Manufacturers must be prepared to register designated products in SCIP starting in January 2021. There are services available to help to implement this process – the time is NOW to prepare!
What is SCIP database?
Substances of Concern In articles as such or in complex objects (Products), in short as SCIP is the newest approach for the EU to better manage the use of potentially dangerous chemicals or materials. The intent of SCIP is to bring awareness on the use of these items and how they impact the environment and overall health in the EU. SCIP focuses on the waste disposal of the substances of concern.
Read the SCIP Compliance FAQ to make submission process simple.
ECHA (European Chemicals Agency) oversees SCIP as well as REACH compliance and the IUCLID software that supports the database.
Why is SCIP important?
By elevating the usage and disposal information about SCIP items, waste operators and consumers can take steps to reduce the health and environmental impacts. Also, manufacturers can better examine alternatives to these potentially hazardous substances.

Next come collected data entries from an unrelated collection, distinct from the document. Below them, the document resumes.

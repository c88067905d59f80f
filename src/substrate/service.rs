//! SubstrateService: the stateless hot-path that turns raw text and
//! composition pairs into content-addressed, S³-positioned entities.
//!
//! Composition identity hashes `0x43 || atom_ids`, the
//! centroid is the mean of member positions renormalized to S³ (falling
//! back to the identity point below the degeneracy threshold), physicality
//! identity hashes `0x50 || centroid || trajectory`, and relation identity
//! canonicalizes argument order by numeric id comparison so `(a, b)` and
//! `(b, a)` collide. All numeric fields in hashed payloads are little-endian.

use crate::geometry::identity_point;
use crate::hash::{content_hash, hash_composition, hash_evidence, hash_relation, EntityTag};
use crate::hilbert::{encode, EntityClass};
use crate::substrate::models::{
    CompositionSequence, Physicality, Relation, RelationEvidence, RelationRating,
    RelationSequence,
};
use crate::substrate::Composition;
use crate::unicode::AtomLookup;
use nalgebra::Vector4;

/// A trajectory longer than this is decimated to a fixed number of evenly
/// spaced samples before hashing and storage, bounding per-row geometry
/// cost independent of composition length.
const MAX_TRAJECTORY_POINTS: usize = 16;

/// The minimal state a caller needs to hold onto between ingesting a
/// Composition and later relating it to another one, without re-fetching
/// from the datastore.
#[derive(Debug, Clone, Copy)]
pub struct CachedComposition {
    pub comp_id: u128,
    pub phys_id: u128,
    pub centroid: Vector4<f64>,
}

/// Everything [`SubstrateService::compute_composition`] produces for one
/// piece of text.
#[derive(Debug, Clone)]
pub struct ComputedComposition {
    pub composition: Composition,
    pub sequence: Vec<CompositionSequence>,
    pub physicality: Physicality,
    pub cache_entry: CachedComposition,
}

/// Everything [`SubstrateService::compute_relation`] produces for one pair
/// of related compositions.
#[derive(Debug, Clone)]
pub struct ComputedRelation {
    pub relation: Relation,
    pub physicality: Physicality,
    pub sequence: Vec<RelationSequence>,
    pub rating: RelationRating,
    pub evidence: RelationEvidence,
}

pub struct SubstrateService;

impl SubstrateService {
    /// Compute a Composition's identity and geometry from its text, looking
    /// up each codepoint's Atom via `lookup`. Returns `None` for empty text
    /// or text with no codepoints present in the Atom table.
    pub fn compute_composition(
        text: &str,
        lookup: &dyn AtomLookup,
    ) -> Option<ComputedComposition> {
        if text.is_empty() {
            return None;
        }

        let mut atom_ids = Vec::with_capacity(text.chars().count());
        let mut positions = Vec::with_capacity(atom_ids.capacity());
        for ch in text.chars() {
            if let Ok(entry) = lookup.lookup(ch as u32) {
                atom_ids.push(entry.atom_id);
                positions.push(entry.centroid);
            }
        }
        if atom_ids.is_empty() {
            return None;
        }

        let comp_id = hash_composition(&atom_ids);

        let mut centroid = positions.iter().fold(Vector4::zeros(), |acc, p| acc + p);
        centroid /= positions.len() as f64;
        let centroid = if centroid.norm() > 1e-10 {
            centroid / centroid.norm()
        } else {
            identity_point()
        };

        let trajectory = decimate_trajectory(&positions);
        let phys_id = hash_physicality_geometry(&centroid, &trajectory);
        let hilbert_index = encode(&centroid, EntityClass::CompositionOrRelation);

        let physicality = Physicality {
            phys_id,
            hilbert_index,
            centroid,
            trajectory,
        };

        let sequence = build_composition_sequence(comp_id, &atom_ids);

        Some(ComputedComposition {
            composition: Composition { comp_id, phys_id },
            sequence,
            physicality,
            cache_entry: CachedComposition {
                comp_id,
                phys_id,
                centroid,
            },
        })
    }

    /// Compute a Relation's identity and geometry from two already-computed
    /// compositions. `content_id` identifies the source document this
    /// relation was observed in, for evidence upserts. Returns `None` when
    /// `a` and `b` are the same composition (no self-relations).
    pub fn compute_relation(
        a: &CachedComposition,
        b: &CachedComposition,
        content_id: u128,
        base_rating: f64,
    ) -> Option<ComputedRelation> {
        if a.comp_id == b.comp_id {
            return None;
        }

        let (first, second) = if a.comp_id < b.comp_id { (a, b) } else { (b, a) };
        let rel_id = hash_relation(first.comp_id, second.comp_id);

        let mut centroid = (a.centroid + b.centroid) * 0.5;
        centroid = if centroid.norm() > 1e-10 {
            centroid / centroid.norm()
        } else {
            identity_point()
        };

        let trajectory = vec![a.centroid, b.centroid];
        let phys_id = hash_physicality_geometry(&centroid, &trajectory);
        let hilbert_index = encode(&centroid, EntityClass::CompositionOrRelation);

        let physicality = Physicality {
            phys_id,
            hilbert_index,
            centroid,
            trajectory,
        };

        let sequence = vec![
            RelationSequence {
                seq_id: content_hash(
                    EntityTag::RelationSequence,
                    &relation_sequence_payload(rel_id, first.comp_id, 0),
                ),
                rel_id,
                comp_id: first.comp_id,
                role: 0,
            },
            RelationSequence {
                seq_id: content_hash(
                    EntityTag::RelationSequence,
                    &relation_sequence_payload(rel_id, second.comp_id, 1),
                ),
                rel_id,
                comp_id: second.comp_id,
                role: 1,
            },
        ];

        let evidence_id = hash_evidence(content_id, rel_id);

        Some(ComputedRelation {
            relation: Relation { rel_id, phys_id },
            physicality,
            sequence,
            rating: RelationRating {
                rel_id,
                observations: 1,
                elo: base_rating,
                k_factor: 32.0,
            },
            evidence: RelationEvidence {
                evidence_id,
                content_id,
                rel_id,
                positive: true,
                base_rating,
                weight: 1.0,
            },
        })
    }
}

fn hash_physicality_geometry(centroid: &Vector4<f64>, trajectory: &[Vector4<f64>]) -> u128 {
    let mut payload = Vec::with_capacity(32 + trajectory.len() * 32);
    for c in centroid.iter() {
        payload.extend_from_slice(&c.to_le_bytes());
    }
    for point in trajectory {
        for c in point.iter() {
            payload.extend_from_slice(&c.to_le_bytes());
        }
    }
    content_hash(EntityTag::Physicality, &payload)
}

fn relation_sequence_payload(rel_id: u128, comp_id: u128, role: u32) -> Vec<u8> {
    let mut payload = Vec::with_capacity(36);
    payload.extend_from_slice(&rel_id.to_le_bytes());
    payload.extend_from_slice(&comp_id.to_le_bytes());
    payload.extend_from_slice(&role.to_le_bytes());
    payload
}

/// Builds the sequence rows for a composition, merging consecutive repeats
/// of the same atom into a single row with an `occurrences` count instead
/// of emitting one row per repeat.
fn build_composition_sequence(comp_id: u128, atom_ids: &[u128]) -> Vec<CompositionSequence> {
    let mut rows = Vec::new();
    let mut i = 0;
    while i < atom_ids.len() {
        let ordinal = i as u32;
        let mut occurrences = 1u32;
        while i + (occurrences as usize) < atom_ids.len()
            && atom_ids[i + occurrences as usize] == atom_ids[i]
        {
            occurrences += 1;
        }

        let mut payload = Vec::with_capacity(36);
        payload.extend_from_slice(&comp_id.to_le_bytes());
        payload.extend_from_slice(&atom_ids[i].to_le_bytes());
        payload.extend_from_slice(&ordinal.to_le_bytes());
        let seq_id = content_hash(EntityTag::CompositionSequence, &payload);

        rows.push(CompositionSequence {
            seq_id,
            comp_id,
            atom_id: atom_ids[i],
            ordinal,
            occurrences,
        });
        i += occurrences as usize;
    }
    rows
}

/// Decimates a trajectory to at most [`MAX_TRAJECTORY_POINTS`] evenly
/// spaced samples, keeping physicality row size (and its GIST/4D spatial
/// index cost) constant for arbitrarily long compositions.
fn decimate_trajectory(points: &[Vector4<f64>]) -> Vec<Vector4<f64>> {
    if points.len() <= MAX_TRAJECTORY_POINTS {
        return points.to_vec();
    }
    (0..MAX_TRAJECTORY_POINTS)
        .map(|i| {
            let idx = i * (points.len() - 1) / (MAX_TRAJECTORY_POINTS - 1);
            points[idx]
        })
        .collect()
}

#[cfg(test)]
mod tests {
    use super::*;
    use crate::unicode::{AtomStore, CodepointRecord, UcdLoader};

    fn test_store() -> AtomStore {
        let records: Vec<CodepointRecord> = "hello world"
            .chars()
            .collect::<std::collections::BTreeSet<_>>()
            .into_iter()
            .map(|c| CodepointRecord {
                codepoint: c as u32,
                general_category: "Ll".into(),
                script: "Latn".into(),
                ..Default::default()
            })
            .collect();
        AtomStore::from_total_order(&UcdLoader::total_order(records))
    }

    #[test]
    fn identical_text_produces_identical_composition_id() {
        let store = test_store();
        let a = SubstrateService::compute_composition("hello", &store).unwrap();
        let b = SubstrateService::compute_composition("hello", &store).unwrap();
        assert_eq!(a.composition.comp_id, b.composition.comp_id);
        assert_eq!(a.physicality.phys_id, b.physicality.phys_id);
    }

    #[test]
    fn different_text_produces_different_composition_id() {
        let store = test_store();
        let a = SubstrateService::compute_composition("hello", &store).unwrap();
        let b = SubstrateService::compute_composition("world", &store).unwrap();
        assert_ne!(a.composition.comp_id, b.composition.comp_id);
    }

    #[test]
    fn composition_centroid_is_unit_norm() {
        let store = test_store();
        let c = SubstrateService::compute_composition("hello world", &store).unwrap();
        assert!((c.physicality.centroid.norm() - 1.0).abs() < 1e-9);
    }

    #[test]
    fn empty_text_yields_no_composition() {
        let store = test_store();
        assert!(SubstrateService::compute_composition("", &store).is_none());
    }

    #[test]
    fn relation_argument_order_does_not_affect_identity() {
        let store = test_store();
        let hello = SubstrateService::compute_composition("hello", &store).unwrap();
        let world = SubstrateService::compute_composition("world", &store).unwrap();

        let forward =
            SubstrateService::compute_relation(&hello.cache_entry, &world.cache_entry, 1, 1500.0)
                .unwrap();
        let backward =
            SubstrateService::compute_relation(&world.cache_entry, &hello.cache_entry, 1, 1500.0)
                .unwrap();

        assert_eq!(forward.relation.rel_id, backward.relation.rel_id);
    }

    #[test]
    fn self_relation_is_rejected() {
        let store = test_store();
        let hello = SubstrateService::compute_composition("hello", &store).unwrap();
        assert!(
            SubstrateService::compute_relation(&hello.cache_entry, &hello.cache_entry, 1, 1500.0)
                .is_none()
        );
    }

    #[test]
    fn repeated_atoms_merge_into_one_sequence_row() {
        let store = test_store();
        let c = SubstrateService::compute_composition("hello", &store).unwrap();
        let l_row = c
            .sequence
            .iter()
            .find(|row| row.ordinal == 2)
            .expect("ordinal 2 should start the repeated 'l' run");
        assert_eq!(l_row.occurrences, 2);
    }
}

Who is required to participate in EU SCIP database?
If your company is selling products that contain substances of very high concern (SVHC’s), you should do an evaluation on your SCIP requirements. Products sold in the EU market containing SVHC’s in concentrations above the threshold limit (0.1% W/W) are responsible for submitting documentation to the ECHA SCIP database that includes mainly Manufacturers, Assemblers, Importers & Distributors.
The only exception to EU SCIP database participation at this time are retailers who are directly supplying products to the consumers without making any alterations.

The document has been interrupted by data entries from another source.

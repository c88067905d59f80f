//! Ingesters: turn raw corpora into `SubstrateBatch`es via chunked,
//! rayon-parallel compute, handed off to the [`crate::storage::AsyncFlusher`].
//!
//! Each format gets its own thin parser; all of them funnel into
//! [`common::ingest_chunk`], which is where [`crate::substrate::SubstrateService`]
//! and relation-source base ratings actually live.

mod common;
#[cfg(feature = "model-ingest")]
pub mod model;
pub mod ngram;
pub mod tatoeba;
pub mod text;
pub mod ud;
pub mod wiktionary;

pub use common::{IngestStats, RelationCandidate, SourceKind};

In case of non-EU companies that would otherwise be out of scope for SCIP, they are obliged to provide the required information and support their importers in making SCIP submissions. In addition, if the company has a European Chemicals Agency (ECHA) account under a “Foreign user”, they may make direct submissions to the database.
Which are the major milestones of the EU SCIP Database?
On 4th July, 2018, Revised Waste Framework Directive entered into force and entitled ECHA with the task of developing a database with information of products containing SVHC’s.
Following this, ECHA developed SCIP and released its prototype on 17th Feb 2020 for its stakeholders to equip themselves for the SCIP requirements. The final version is planned to be released by October 2020 where they can start making the final submissions.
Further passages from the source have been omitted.